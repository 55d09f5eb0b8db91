//! Deterministic log file path derivation.
//!
//! Every proxied invocation gets its own log file at
//! `<base>/<slug>/<session>.log`, where the base directory comes from the
//! `--log-dir` flag, the `COC_LOG_DIR` environment variable, or the system
//! temp directory; the slug is derived from the wrapped command; and the
//! session id is a wall-clock timestamp with a random suffix.

use std::fs::{DirBuilder, File};
use std::io;
use std::path::{Path, PathBuf};

use chrono::Local;
use once_cell::sync::Lazy;
use rand::rngs::OsRng;
use rand::RngCore;
use regex::Regex;

/// Returns the full log file path for a given command and args.
/// Priority: `flag_dir` > `COC_LOG_DIR` > default (temp dir + `coc`).
pub fn resolve(flag_dir: &str, command: &str, args: &[String]) -> PathBuf {
    let dir = base_dir(flag_dir);
    let slug = slug(command, args);
    dir.join(slug).join(format!("{}.log", session_id()))
}

/// Determines the log base directory from flag, env, or default.
fn base_dir(flag_dir: &str) -> PathBuf {
    if !flag_dir.is_empty() {
        return PathBuf::from(flag_dir);
    }
    if let Ok(env_dir) = std::env::var("COC_LOG_DIR") {
        if !env_dir.is_empty() {
            return PathBuf::from(env_dir);
        }
    }
    std::env::temp_dir().join("coc")
}

/// Matches any run of characters outside the safe set for slug parts.
static SLUG_UNSAFE: Lazy<Regex> = Lazy::new(|| Regex::new(r"[^a-zA-Z0-9._-]+").unwrap());

/// Collapses consecutive dashes into a single dash.
static SLUG_DASHES: Lazy<Regex> = Lazy::new(|| Regex::new(r"-{2,}").unwrap());

/// Lowercases and sanitizes a single slug component.
fn sanitize_slug_part(part: &str) -> String {
    let lowered = part.to_lowercase();
    let replaced = SLUG_UNSAFE.replace_all(&lowered, "-");
    let collapsed = SLUG_DASHES.replace_all(&replaced, "-");
    collapsed.trim_matches('-').to_string()
}

/// Returns the final path component the way `filepath.Base` does: `"."` for
/// the empty string, `"/"` for all-slash input, trailing slashes stripped.
pub(crate) fn base_name(path: &str) -> &str {
    if path.is_empty() {
        return ".";
    }
    let trimmed = path.trim_end_matches('/');
    if trimmed.is_empty() {
        return "/";
    }
    match trimmed.rfind('/') {
        Some(idx) => &trimmed[idx + 1..],
        None => trimmed,
    }
}

/// Generates a directory name from the command and its first non-flag argument.
/// Examples: `("git", ["status"])` -> `"git-status"`,
/// `("go", ["test", "./..."])` -> `"go-test"`.
pub fn slug(command: &str, args: &[String]) -> String {
    let mut parts = vec![sanitize_slug_part(base_name(command))];
    for arg in args {
        if arg.starts_with('-') {
            continue;
        }
        parts.push(sanitize_slug_part(base_name(arg)));
        break;
    }
    let mut slug = parts.join("-");
    slug.truncate(64);
    slug
}

/// Generates a timestamp-based session id with a random suffix.
/// Format: `YYYYMMDD-HHMMSS-XXXX` where `XXXX` is 4 random hex chars.
pub fn session_id() -> String {
    let now = Local::now();
    let mut bytes = [0u8; 2];
    let suffix = match OsRng.try_fill_bytes(&mut bytes) {
        Ok(()) => format!("{:02x}{:02x}", bytes[0], bytes[1]),
        Err(_) => "0000".to_string(),
    };
    format!("{}-{}", now.format("%Y%m%d-%H%M%S"), suffix)
}

/// Creates the log file at the given path, including parent directories.
pub fn create_log_file(path: &Path) -> io::Result<File> {
    if let Some(dir) = path.parent() {
        let mut builder = DirBuilder::new();
        builder.recursive(true);
        #[cfg(unix)]
        {
            use std::os::unix::fs::DirBuilderExt;
            builder.mode(0o755);
        }
        builder.create(dir)?;
    }
    File::create(path)
}
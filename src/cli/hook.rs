//! Claude Code PreToolUse hook handler.
//!
//! The hook contract is strict: any error path must emit nothing and exit 0.
//! A hook that exits non-zero or produces unexpected output breaks every
//! subsequent tool invocation in the host agent's session, so the hook must
//! be invisible whenever it cannot help.
//!
//! To debug behavior, run it by hand:
//!
//! ```bash
//! echo '{"tool_name":"Bash","tool_input":{"command":"git status"}}' | coc hook
//! ```

use std::io::Read;

use serde::{Deserialize, Serialize};

/// Base commands coc has filters for. Must stay in sync with
/// [`Registry::default_set`](crate::filter::Registry::default_set).
const SUPPORTED_COMMANDS: &[&str] = &[
    "git", "go", "cargo", "docker", "grep", "rg", "npm", "pip", "pip3", "yarn",
];

/// The JSON shape Claude Code sends to PreToolUse hooks.
#[derive(Deserialize, Default)]
#[serde(default)]
struct HookInput {
    tool_name: String,
    tool_input: ToolInput,
}

#[derive(Deserialize, Default)]
#[serde(default)]
struct ToolInput {
    command: String,
}

/// The JSON shape returned to Claude Code when rewriting the invocation.
#[derive(Serialize)]
struct HookOutput {
    #[serde(rename = "hookSpecificOutput")]
    hook_specific_output: HookSpecificOutput,
}

#[derive(Serialize)]
struct HookSpecificOutput {
    #[serde(rename = "hookEventName")]
    hook_event_name: &'static str,
    #[serde(rename = "permissionDecision")]
    permission_decision: &'static str,
    #[serde(rename = "updatedInput")]
    updated_input: UpdatedInput,
}

#[derive(Serialize)]
struct UpdatedInput {
    command: String,
}

/// Reads hook input from stdin and prints the rewrite JSON when applicable.
pub fn run() {
    let mut input = Vec::new();
    if std::io::stdin().read_to_end(&mut input).is_err() {
        return;
    }
    if let Some(output) = rewrite(&input) {
        print!("{output}");
    }
}

/// Decides whether the tool invocation should be proxied and, if so, returns
/// the rewrite JSON. `None` on every error or not-applicable path.
pub(crate) fn rewrite(input: &[u8]) -> Option<String> {
    let input: HookInput = serde_json::from_slice(input).ok()?;

    if input.tool_name != "Bash" {
        return None;
    }

    let command = input.tool_input.command.trim();
    if command.is_empty() {
        return None;
    }

    // Pipelines, chains, and substitutions cannot be wrapped.
    if contains_shell_ops(command) {
        return None;
    }

    let first_word = command.split_whitespace().next()?;

    // Never double-wrap.
    if first_word == "coc" {
        return None;
    }

    if !SUPPORTED_COMMANDS.contains(&first_word) {
        return None;
    }

    let output = HookOutput {
        hook_specific_output: HookSpecificOutput {
            hook_event_name: "PreToolUse",
            permission_decision: "allow",
            updated_input: UpdatedInput { command: format!("coc {command}") },
        },
    };
    serde_json::to_string(&output).ok()
}

/// Checks for shell operators that prevent wrapping.
///
/// NOTE: plain substring matching produces false positives for operators
/// inside quoted strings (e.g. `git log --grep="|pattern"`). That is fine
/// here: a false positive just means the command runs unwrapped.
fn contains_shell_ops(cmd: &str) -> bool {
    cmd.contains('|')
        || cmd.contains("&&")
        || cmd.contains("||")
        || cmd.contains(';')
        || cmd.contains("$(")
        || cmd.contains('`')
}
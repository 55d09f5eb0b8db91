use clap::Parser;
use tracing::{debug, error};

use coc::cli::Cli;

/// Determine the log level based on verbosity count
fn get_log_level(verbose: u8) -> &'static str {
    match verbose {
        0 => "warn",
        1 => "debug",
        _ => "trace",
    }
}

/// Initialize the tracing subscriber with the appropriate settings
fn init_tracing(verbose: u8) {
    tracing_subscriber::fmt()
        .with_env_filter(get_log_level(verbose))
        .with_writer(std::io::stderr)
        .with_target(verbose >= 2)
        .init();

    debug!("coc started with verbosity level: {}", verbose);
}

#[tokio::main]
async fn main() {
    let cli = Cli::parse();

    init_tracing(cli.verbosity());

    let exit_code = match cli.execute().await {
        Ok(code) => code,
        Err(err) => {
            error!("Fatal error: {}", err);
            eprintln!("coc: {err}");
            1
        }
    };

    std::process::exit(exit_code);
}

******************************

• Assigned task
Going back over the entries above, copy word for word every line from the one that has "command and args." on through the one that has "a single dash.".

• Solution
/// Returns the full log file path for a given command and args.
/// Priority: `flag_dir` > `COC_LOG_DIR` > default (temp dir + `coc`).
pub fn resolve(flag_dir: &str, command: &str, args: &[String]) -> PathBuf {
    let dir = base_dir(flag_dir);
    let slug = slug(command, args);
    dir.join(slug).join(format!("{}.log", session_id()))
}

/// Determines the log base directory from flag, env, or default.
fn base_dir(flag_dir: &str) -> PathBuf {
    if !flag_dir.is_empty() {
        return PathBuf::from(flag_dir);
    }
    if let Ok(env_dir) = std::env::var("COC_LOG_DIR") {
        if !env_dir.is_empty() {
            return PathBuf::from(env_dir);
        }
    }
    std::env::temp_dir().join("coc")
}

/// Matches any run of characters outside the safe set for slug parts.
static SLUG_UNSAFE: Lazy<Regex> = Lazy::new(|| Regex::new(r"[^a-zA-Z0-9._-]+").unwrap());

/// Collapses consecutive dashes into a single dash.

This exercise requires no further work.